With the initial introduction of the distraction technique, there was a significant increase in the rate of neurologic deficits, probably from overdistraction. This led to the initial development of the SRS Morbidity and Mortality efforts to try to identify and improve upon this problem. 7 Subsequently, the wake-up test was developed by Stagnara as a way to assess the neurologic status intraoperatively. 8 Subsequently, neuromonitoring techniques were developed by Nash et al. 9
The next significant advance was the use of sublaminar wires popularized by Luque 10 (Fig. 7‑2). In his practice in Mexico, keeping kids in casts in the summer was problematic. Sublaminar wires obviated the need for postoperative casting. Originally, this technique used L-shaped rods that were cantilevered into place, and lateral translation through tightening of the wires provided the correction. This technique was quite efficient at correcting deformity, and the implants were inexpensive as well. Again, with initial adoption, there was an increase in neurologic deficits, which improved with better understanding of the technical aspects of passing the sublaminar wires. An additional modification was the development of spinous process wiring using buttons to avoid the need for spinal canal entry and lessen the neurologic risk. 11
The use of sublaminar wires was then combined with Harrington distraction instrumentation, which provided additional incremental improvement and efficiency in the correction of the deformity.

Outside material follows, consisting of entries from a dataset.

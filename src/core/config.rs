use anyhow::{Context, Result};
use chrono::NaiveDate;
use directories::ProjectDirs;
use serde::{Deserialize, Serialize};
use std::{fs, path::PathBuf};
use tracing::debug;

#[derive(Debug, Deserialize, Serialize, Clone, PartialEq)]
#[serde(default)]
pub struct PrimaryAssetConfig {
    /// Display name used in prompts and chart titles
    pub name: String,
    /// Dataset prefix on the historical provider
    pub dataset_prefix: String,
    /// Currency the exchanges quote in
    pub quote_currency: String,
    pub exchanges: Vec<String>,
}

impl Default for PrimaryAssetConfig {
    fn default() -> Self {
        PrimaryAssetConfig {
            name: "bitcoin".to_string(),
            dataset_prefix: "BCHARTS".to_string(),
            quote_currency: "USD".to_string(),
            exchanges: ["KRAKEN", "BITFLYER", "BITSTAMP", "LAKE", "CEX"]
                .iter()
                .map(|e| e.to_string())
                .collect(),
        }
    }
}

impl PrimaryAssetConfig {
    /// Historical dataset code for one exchange, e.g. `BCHARTS/KRAKENUSD`.
    pub fn dataset_code(&self, exchange: &str) -> String {
        format!("{}/{}{}", self.dataset_prefix, exchange, self.quote_currency)
    }
}

#[derive(Debug, Deserialize, Serialize, Clone, PartialEq)]
#[serde(default)]
pub struct SecondaryAssetConfig {
    /// Symbol of the primary asset on the chart provider, used as the pair base
    pub pair_base: String,
    pub start_date: NaiveDate,
    pub period_seconds: u64,
}

impl Default for SecondaryAssetConfig {
    fn default() -> Self {
        SecondaryAssetConfig {
            pair_base: "BTC".to_string(),
            start_date: NaiveDate::from_ymd_opt(2015, 1, 1).unwrap_or_default(),
            period_seconds: 86400,
        }
    }
}

#[derive(Debug, Deserialize, Serialize, Clone, PartialEq)]
pub struct QuandlProviderConfig {
    pub base_url: String,
    #[serde(default)]
    pub api_key: Option<String>,
}

#[derive(Debug, Deserialize, Serialize, Clone, PartialEq)]
pub struct PoloniexProviderConfig {
    pub base_url: String,
}

#[derive(Debug, Deserialize, Serialize, Clone, PartialEq)]
pub struct ExchangeRatesProviderConfig {
    pub base_url: String,
}

#[derive(Debug, Deserialize, Serialize, Clone, PartialEq)]
pub struct ProvidersConfig {
    pub quandl: Option<QuandlProviderConfig>,
    pub poloniex: Option<PoloniexProviderConfig>,
    pub exchange_rates: Option<ExchangeRatesProviderConfig>,
}

impl Default for ProvidersConfig {
    fn default() -> Self {
        ProvidersConfig {
            quandl: Some(QuandlProviderConfig {
                base_url: "https://www.quandl.com".to_string(),
                api_key: None,
            }),
            poloniex: Some(PoloniexProviderConfig {
                base_url: "https://poloniex.com".to_string(),
            }),
            exchange_rates: Some(ExchangeRatesProviderConfig {
                base_url: "https://api.exchangeratesapi.io".to_string(),
            }),
        }
    }
}

impl ProvidersConfig {
    pub fn quandl_base_url(&self) -> &str {
        self.quandl
            .as_ref()
            .map_or("https://www.quandl.com", |p| &p.base_url)
    }

    pub fn quandl_api_key(&self) -> Option<String> {
        self.quandl.as_ref().and_then(|p| p.api_key.clone())
    }

    pub fn poloniex_base_url(&self) -> &str {
        self.poloniex
            .as_ref()
            .map_or("https://poloniex.com", |p| &p.base_url)
    }

    pub fn exchange_rates_base_url(&self) -> &str {
        self.exchange_rates
            .as_ref()
            .map_or("https://api.exchangeratesapi.io", |p| &p.base_url)
    }
}

fn default_retries() -> usize {
    2
}

#[derive(Debug, Deserialize, Serialize, Clone, PartialEq)]
pub struct AppConfig {
    /// Currency prices are shown in
    #[serde(default = "AppConfig::default_currency")]
    pub currency: String,
    #[serde(default)]
    pub primary: PrimaryAssetConfig,
    #[serde(default)]
    pub secondary: SecondaryAssetConfig,
    #[serde(default)]
    pub providers: ProvidersConfig,
    /// Directory for cached datasets and rate stamps
    pub data_path: Option<String>,
    /// Extra attempts for failed requests
    #[serde(default = "default_retries")]
    pub retries: usize,
}

impl Default for AppConfig {
    fn default() -> Self {
        AppConfig {
            currency: Self::default_currency(),
            primary: PrimaryAssetConfig::default(),
            secondary: SecondaryAssetConfig::default(),
            providers: ProvidersConfig::default(),
            data_path: None,
            retries: default_retries(),
        }
    }
}

impl AppConfig {
    fn default_currency() -> String {
        "CAD".to_string()
    }

    /// Loads the config at the default location, or defaults if there is none.
    pub fn load() -> Result<Self> {
        debug!("Loading default config");
        let config_path = Self::default_config_path()?;
        if !config_path.exists() {
            debug!("No config at {}, using defaults", config_path.display());
            return Ok(Self::default());
        }
        Self::load_from_path(&config_path)
    }

    pub fn default_config_path() -> Result<PathBuf> {
        let proj_dirs = ProjectDirs::from("io", "coinchart", "coinchart")
            .context("Could not determine project directories")?;
        Ok(proj_dirs.config_dir().join("config.yaml"))
    }

    /// Data directory, relative to the working directory unless configured.
    pub fn data_path(&self) -> PathBuf {
        PathBuf::from(self.data_path.as_deref().unwrap_or("data"))
    }

    /// Name of the aggregate price column, e.g. `price_cad`.
    pub fn price_column(&self) -> String {
        format!("price_{}", self.currency.to_lowercase())
    }

    pub fn load_from_path<P: AsRef<std::path::Path>>(path: P) -> Result<Self> {
        let config_str = fs::read_to_string(path.as_ref())
            .with_context(|| format!("Failed to read config file: {}", path.as_ref().display()))?;

        let config: Self = serde_yaml::from_str(&config_str)
            .with_context(|| format!("Failed to parse config file: {}", path.as_ref().display()))?;
        debug!("Successfully loaded config");
        Ok(config)
    }
}

#[cfg(test)]
mod tests {
    use super::*;

    #[test]
    fn test_empty_config_uses_defaults() {
        let config: AppConfig = serde_yaml::from_str("{}").expect("Failed to deserialize");
        assert_eq!(config, AppConfig::default());
        assert_eq!(config.currency, "CAD");
        assert_eq!(config.price_column(), "price_cad");
        assert_eq!(config.data_path(), PathBuf::from("data"));
        assert_eq!(config.primary.exchanges.len(), 5);
        assert_eq!(config.primary.dataset_code("KRAKEN"), "BCHARTS/KRAKENUSD");
        assert_eq!(config.providers.poloniex_base_url(), "https://poloniex.com");
        assert_eq!(config.retries, 2);
    }

    #[test]
    fn test_config_deserialization() {
        let yaml_str = r#"
currency: "EUR"
data_path: "/tmp/coinchart"
retries: 0
primary:
  name: "Bitcoin"
  exchanges: ["KRAKEN", "BITSTAMP"]
secondary:
  start_date: 2017-06-01
  period_seconds: 14400
providers:
  quandl:
    base_url: "http://example.com/quandl"
    api_key: "abc123"
  poloniex:
    base_url: "http://example.com/polo"
"#;

        let config: AppConfig = serde_yaml::from_str(yaml_str).expect("Failed to deserialize");
        assert_eq!(config.currency, "EUR");
        assert_eq!(config.price_column(), "price_eur");
        assert_eq!(config.data_path(), PathBuf::from("/tmp/coinchart"));
        assert_eq!(config.retries, 0);

        assert_eq!(config.primary.name, "Bitcoin");
        assert_eq!(config.primary.exchanges, vec!["KRAKEN", "BITSTAMP"]);
        // Unset fields keep their defaults
        assert_eq!(config.primary.dataset_prefix, "BCHARTS");
        assert_eq!(config.secondary.pair_base, "BTC");
        assert_eq!(
            config.secondary.start_date,
            NaiveDate::from_ymd_opt(2017, 6, 1).unwrap()
        );
        assert_eq!(config.secondary.period_seconds, 14400);

        assert_eq!(
            config.providers.quandl_base_url(),
            "http://example.com/quandl"
        );
        assert_eq!(config.providers.quandl_api_key().as_deref(), Some("abc123"));
        assert_eq!(
            config.providers.poloniex_base_url(),
            "http://example.com/polo"
        );
        assert!(config.providers.exchange_rates.is_none());
        assert_eq!(
            config.providers.exchange_rates_base_url(),
            "https://api.exchangeratesapi.io"
        );
    }

    #[test]
    fn test_load_from_missing_path() {
        let result = AppConfig::load_from_path("/nonexistent/coinchart.yaml");
        let err = result.unwrap_err().to_string();
        assert!(err.contains("Failed to read config file"));
    }
}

Cotrel and Dubousset developed a device for transverse traction (DTT) that pulled the convex compression rod to the concave distraction rod, improving the lateral translation correction. The Cotrel–Dubousset (CD) instrumentation technique was the standard of care for approximately 20 years. Cotrel and Dubousset also popularized the use of hook claws with their new instrumentation system 12 , 13 (Fig. 7‑3). Previously, hooks could only apply unidirectional force (either distraction or compression). With hook claws, distraction and compression could be variably applied to the hook claw. This changed the instrumentation pattern and the deformity correction process. They introduced the concept of rod derotation maneuver especially, which was originally thought to derotate the spine and translate it to correct the deformity. Subsequently, it was found that the rod derotation maneuver really only applied a lateral translation force. 14 The CD system again did not require postoperative immobilization and appeared to give enhanced correction. The thinking process involved in fusion level selection was more complicated, and the phenomenon of decompensation showed up when the technique was not perfectly applied. This gave rise to significant efforts to better understand the true 3D nature of the deformity and critically look at ratios of curves for rotation and translation. 15
In this time frame, pedicle screws began to become more widely used. Steffee plates were popularized in the United States and were widely accepted. 16 Closed head screws were available with CD instrumentation but were technically challenging to use. Barr et al 17 showed improved lumbar curve correction with the use of pedicle screws. Asher et al 18 developed the ISOLA system, which allowed the use of hooks, wires, and screws within the same system. This allowed more specific force application by level. Other systems such as the Texas Scottish Rite Hospital (TSRH) system were near contemporaries and allowed similar force application. 19 An initial limitation of all of these systems was that the screws had fixed connections or fixed heads making their use more technically challenging. 12 , 20 Subsequently, Puno and Byrd 21 developed a polyaxial screw system that made it easier to make the connections. This was initially a nonlocking polyaxial head. Subsequent iterations led to poly- or multiaxial screws that when the capturing device was tightened became locked. For the thoracic spine, the correction was primarily still done with hooks or wires. In 1995, Suk et al 22 published the first clinical series using thoracic pedicle screws. Although there was initial skepticism about the safety of the technique, subsequently it has become the dominant anchor pattern in use today. Initially, there were learning curves for screw placement. Additional technologies were developed to enhance the accuracy of screw placement (electrical stimulation of the screws, computed tomography [CT] based navigation systems, etc.). 23 , 24 The use of pedicle screws allows true 3D force application (compression, distraction, derotation, translation) to each segment. 25
7.3 Growth Modulation Instrumentation Mechanics
In adolescent idiopathic scoliosis (AIS), the progression of scoliosis is associated with the rate of skeletal growth. As scoliotic deformation progresses, vertebrae are increasingly unevenly loaded, resulting in an asymmetric distribution of stresses and then growth rate in vertebral growth plates. This acceleration of deformation associated with mechanically modulated growth has been described as a “vicious circle” 26 that begins after a certain threshold of deformation of the spine has been reached. This concept of a biomechanical mechanism of deformation progression has been incorporated into the rationale for orthopaedic braces and surgical fusionless treatments. Such treatments aim to modify the asymmetrical loads to stabilize or reverse the deformity progression using growth modulation.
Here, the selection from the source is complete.